Collected data

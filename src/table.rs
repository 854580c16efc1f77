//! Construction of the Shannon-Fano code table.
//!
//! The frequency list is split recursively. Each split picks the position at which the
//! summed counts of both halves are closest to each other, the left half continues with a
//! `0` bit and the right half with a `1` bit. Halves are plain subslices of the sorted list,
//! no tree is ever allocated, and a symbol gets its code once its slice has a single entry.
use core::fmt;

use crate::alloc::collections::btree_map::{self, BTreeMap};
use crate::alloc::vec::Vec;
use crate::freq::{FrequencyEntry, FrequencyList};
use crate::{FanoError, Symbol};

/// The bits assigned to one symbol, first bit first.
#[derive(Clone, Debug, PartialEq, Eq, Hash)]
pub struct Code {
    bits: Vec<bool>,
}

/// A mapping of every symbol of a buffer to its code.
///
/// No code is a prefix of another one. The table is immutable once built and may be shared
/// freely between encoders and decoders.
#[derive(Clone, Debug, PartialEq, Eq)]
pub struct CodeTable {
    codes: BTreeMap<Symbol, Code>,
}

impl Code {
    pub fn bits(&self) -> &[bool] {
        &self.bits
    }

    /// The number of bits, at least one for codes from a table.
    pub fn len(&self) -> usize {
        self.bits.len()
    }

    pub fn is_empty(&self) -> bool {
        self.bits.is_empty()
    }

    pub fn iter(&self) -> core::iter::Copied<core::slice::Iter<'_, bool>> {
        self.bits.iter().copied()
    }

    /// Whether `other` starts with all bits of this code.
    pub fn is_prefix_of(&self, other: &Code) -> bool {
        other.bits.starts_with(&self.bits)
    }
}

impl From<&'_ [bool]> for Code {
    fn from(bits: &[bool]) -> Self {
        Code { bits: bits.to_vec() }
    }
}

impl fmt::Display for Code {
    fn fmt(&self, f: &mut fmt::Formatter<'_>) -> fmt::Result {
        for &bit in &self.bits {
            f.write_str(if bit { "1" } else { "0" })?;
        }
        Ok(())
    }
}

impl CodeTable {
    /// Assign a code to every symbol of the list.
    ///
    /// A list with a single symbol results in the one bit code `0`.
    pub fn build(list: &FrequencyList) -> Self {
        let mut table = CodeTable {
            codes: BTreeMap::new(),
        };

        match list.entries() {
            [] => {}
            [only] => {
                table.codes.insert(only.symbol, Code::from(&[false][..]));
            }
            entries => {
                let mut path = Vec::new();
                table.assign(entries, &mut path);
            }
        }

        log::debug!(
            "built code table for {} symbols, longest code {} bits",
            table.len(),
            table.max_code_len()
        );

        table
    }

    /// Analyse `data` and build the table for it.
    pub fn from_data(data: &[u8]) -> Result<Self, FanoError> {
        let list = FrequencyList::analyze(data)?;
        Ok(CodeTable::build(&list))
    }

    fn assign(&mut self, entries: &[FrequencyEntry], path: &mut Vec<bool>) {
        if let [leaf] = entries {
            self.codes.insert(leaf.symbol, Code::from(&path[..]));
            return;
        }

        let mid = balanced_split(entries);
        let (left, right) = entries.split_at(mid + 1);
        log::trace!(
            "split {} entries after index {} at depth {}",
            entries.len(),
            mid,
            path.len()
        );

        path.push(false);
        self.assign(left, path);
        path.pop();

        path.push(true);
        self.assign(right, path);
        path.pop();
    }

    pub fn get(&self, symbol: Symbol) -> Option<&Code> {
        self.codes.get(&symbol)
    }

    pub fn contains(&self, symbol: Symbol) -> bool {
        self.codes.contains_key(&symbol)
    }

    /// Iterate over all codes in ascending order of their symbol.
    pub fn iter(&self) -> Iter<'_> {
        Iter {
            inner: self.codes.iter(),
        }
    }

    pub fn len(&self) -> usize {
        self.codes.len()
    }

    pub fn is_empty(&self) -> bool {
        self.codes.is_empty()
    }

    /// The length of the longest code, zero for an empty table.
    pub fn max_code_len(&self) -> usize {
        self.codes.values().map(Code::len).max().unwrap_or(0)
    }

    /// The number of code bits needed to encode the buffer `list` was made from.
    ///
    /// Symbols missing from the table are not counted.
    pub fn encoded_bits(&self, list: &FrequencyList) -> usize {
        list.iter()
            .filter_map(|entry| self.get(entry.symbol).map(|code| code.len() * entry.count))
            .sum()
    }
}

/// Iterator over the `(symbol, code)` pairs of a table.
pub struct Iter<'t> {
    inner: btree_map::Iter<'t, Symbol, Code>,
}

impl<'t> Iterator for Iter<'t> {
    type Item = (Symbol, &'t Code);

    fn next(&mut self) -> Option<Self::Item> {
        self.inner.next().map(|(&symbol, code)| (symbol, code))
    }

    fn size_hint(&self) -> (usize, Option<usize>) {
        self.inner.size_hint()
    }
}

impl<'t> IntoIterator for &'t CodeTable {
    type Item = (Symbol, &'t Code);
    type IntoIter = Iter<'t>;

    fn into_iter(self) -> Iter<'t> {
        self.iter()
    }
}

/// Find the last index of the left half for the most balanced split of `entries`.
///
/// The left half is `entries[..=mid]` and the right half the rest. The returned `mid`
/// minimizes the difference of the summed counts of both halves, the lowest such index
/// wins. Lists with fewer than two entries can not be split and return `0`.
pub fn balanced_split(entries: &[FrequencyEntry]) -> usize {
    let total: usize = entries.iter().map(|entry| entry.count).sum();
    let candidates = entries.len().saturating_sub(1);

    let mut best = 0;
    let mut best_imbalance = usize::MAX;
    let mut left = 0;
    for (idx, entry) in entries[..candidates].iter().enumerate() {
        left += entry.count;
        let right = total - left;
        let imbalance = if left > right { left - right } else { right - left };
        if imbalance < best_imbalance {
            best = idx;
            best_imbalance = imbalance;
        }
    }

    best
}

▶ _What to do_:
From the first line to the last, please write out the entries exactly.

▶ _Answer space_:
filename src/table.rs
repository 854580c16efc1f77
//! Construction of the Shannon-Fano code table.
//!
//! The frequency list is split recursively. Each split picks the position at which the
//! summed counts of both halves are closest to each other, the left half continues with a
//! `0` bit and the right half with a `1` bit. Halves are plain subslices of the sorted list,
//! no tree is ever allocated, and a symbol gets its code once its slice has a single entry.
use core::fmt;

use crate::alloc::collections::btree_map::{self, BTreeMap};
use crate::alloc::vec::Vec;
use crate::freq::{FrequencyEntry, FrequencyList};
use crate::{FanoError, Symbol};

/// The bits assigned to one symbol, first bit first.
#[derive(Clone, Debug, PartialEq, Eq, Hash)]
pub struct Code {
    bits: Vec<bool>,
}

/// A mapping of every symbol of a buffer to its code.
///
/// No code is a prefix of another one. The table is immutable once built and may be shared
/// freely between encoders and decoders.
#[derive(Clone, Debug, PartialEq, Eq)]
pub struct CodeTable {
    codes: BTreeMap<Symbol, Code>,
}

impl Code {
    pub fn bits(&self) -> &[bool] {
        &self.bits
    }

    /// The number of bits, at least one for codes from a table.
    pub fn len(&self) -> usize {
        self.bits.len()
    }

    pub fn is_empty(&self) -> bool {
        self.bits.is_empty()
    }

    pub fn iter(&self) -> core::iter::Copied<core::slice::Iter<'_, bool>> {
        self.bits.iter().copied()
    }

    /// Whether `other` starts with all bits of this code.
    pub fn is_prefix_of(&self, other: &Code) -> bool {
        other.bits.starts_with(&self.bits)
    }
}

impl From<&'_ [bool]> for Code {
    fn from(bits: &[bool]) -> Self {
        Code { bits: bits.to_vec() }
    }
}

impl fmt::Display for Code {
    fn fmt(&self, f: &mut fmt::Formatter<'_>) -> fmt::Result {
        for &bit in &self.bits {
            f.write_str(if bit { "1" } else { "0" })?;
        }
        Ok(())
    }
}

impl CodeTable {
    /// Assign a code to every symbol of the list.
    ///
    /// A list with a single symbol results in the one bit code `0`.
    pub fn build(list: &FrequencyList) -> Self {
        let mut table = CodeTable {
            codes: BTreeMap::new(),
        };

        match list.entries() {
            [] => {}
            [only] => {
                table.codes.insert(only.symbol, Code::from(&[false][..]));
            }
            entries => {
                let mut path = Vec::new();
                table.assign(entries, &mut path);
            }
        }

        log::debug!(
            "built code table for {} symbols, longest code {} bits",
            table.len(),
            table.max_code_len()
        );

        table
    }

    /// Analyse `data` and build the table for it.
    pub fn from_data(data: &[u8]) -> Result<Self, FanoError> {
        let list = FrequencyList::analyze(data)?;
        Ok(CodeTable::build(&list))
    }

    fn assign(&mut self, entries: &[FrequencyEntry], path: &mut Vec<bool>) {
        if let [leaf] = entries {
            self.codes.insert(leaf.symbol, Code::from(&path[..]));
            return;
        }

        let mid = balanced_split(entries);
        let (left, right) = entries.split_at(mid + 1);
        log::trace!(
            "split {} entries after index {} at depth {}",
            entries.len(),
            mid,
            path.len()
        );

        path.push(false);
        self.assign(left, path);
        path.pop();

        path.push(true);
        self.assign(right, path);
        path.pop();
    }

    pub fn get(&self, symbol: Symbol) -> Option<&Code> {
        self.codes.get(&symbol)
    }

    pub fn contains(&self, symbol: Symbol) -> bool {
        self.codes.contains_key(&symbol)
    }

    /// Iterate over all codes in ascending order of their symbol.
    pub fn iter(&self) -> Iter<'_> {
        Iter {
            inner: self.codes.iter(),
        }
    }

    pub fn len(&self) -> usize {
        self.codes.len()
    }

    pub fn is_empty(&self) -> bool {
        self.codes.is_empty()
    }

    /// The length of the longest code, zero for an empty table.
    pub fn max_code_len(&self) -> usize {
        self.codes.values().map(Code::len).max().unwrap_or(0)
    }

    /// The number of code bits needed to encode the buffer `list` was made from.
    ///
    /// Symbols missing from the table are not counted.
    pub fn encoded_bits(&self, list: &FrequencyList) -> usize {
        list.iter()
            .filter_map(|entry| self.get(entry.symbol).map(|code| code.len() * entry.count))
            .sum()
    }
}

/// Iterator over the `(symbol, code)` pairs of a table.
pub struct Iter<'t> {
    inner: btree_map::Iter<'t, Symbol, Code>,
}

impl<'t> Iterator for Iter<'t> {
    type Item = (Symbol, &'t Code);

    fn next(&mut self) -> Option<Self::Item> {
        self.inner.next().map(|(&symbol, code)| (symbol, code))
    }

    fn size_hint(&self) -> (usize, Option<usize>) {
        self.inner.size_hint()
    }
}

impl<'t> IntoIterator for &'t CodeTable {
    type Item = (Symbol, &'t Code);
    type IntoIter = Iter<'t>;

    fn into_iter(self) -> Iter<'t> {
        self.iter()
    }
}

/// Find the last index of the left half for the most balanced split of `entries`.
///
/// The left half is `entries[..=mid]` and the right half the rest. The returned `mid`
/// minimizes the difference of the summed counts of both halves, the lowest such index
/// wins. Lists with fewer than two entries can not be split and return `0`.
pub fn balanced_split(entries: &[FrequencyEntry]) -> usize {
    let total: usize = entries.iter().map(|entry| entry.count).sum();
    let candidates = entries.len().saturating_sub(1);

    let mut best = 0;
    let mut best_imbalance = usize::MAX;
    let mut left = 0;
    for (idx, entry) in entries[..candidates].iter().enumerate() {
        left += entry.count;
        let right = total - left;
        let imbalance = if left > right { left - right } else { right - left };
        if imbalance < best_imbalance {
            best = idx;
            best_imbalance = imbalance;
        }
    }

    best
}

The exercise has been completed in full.